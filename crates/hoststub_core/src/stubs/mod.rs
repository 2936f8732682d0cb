//! Stub table negotiation.
//!
//! Flow: `check_stub_support` validates the host's table, `init_stubs` asks
//! the host registry for a version match and records the result in a
//! `BindingRegistry`.

pub mod bindings;
pub mod compat;
pub mod error;
pub mod handle;
pub mod negotiate;

pub use bindings::{process_bindings, BindingRegistry, BindingSnapshot, Bindings};
pub use compat::{check_stub_support, SupportedTable, TableView};
pub use error::{NegotiationError, NegotiationResult};
pub use handle::HostHandle;
pub use negotiate::init_stubs;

..............................

*WORK REQUEST*: Transcribe the records above exactly.

*PROBLEM SOLUTION*:
filename crates/hoststub_core/src/stubs/mod.rs
repository 2936f8732682d0cb
//! Stub table negotiation.
//!
//! Flow: `check_stub_support` validates the host's table, `init_stubs` asks
//! the host registry for a version match and records the result in a
//! `BindingRegistry`.

pub mod bindings;
pub mod compat;
pub mod error;
pub mod handle;
pub mod negotiate;

pub use bindings::{process_bindings, BindingRegistry, BindingSnapshot, Bindings};
pub use compat::{check_stub_support, SupportedTable, TableView};
pub use error::{NegotiationError, NegotiationResult};
pub use handle::HostHandle;
pub use negotiate::init_stubs;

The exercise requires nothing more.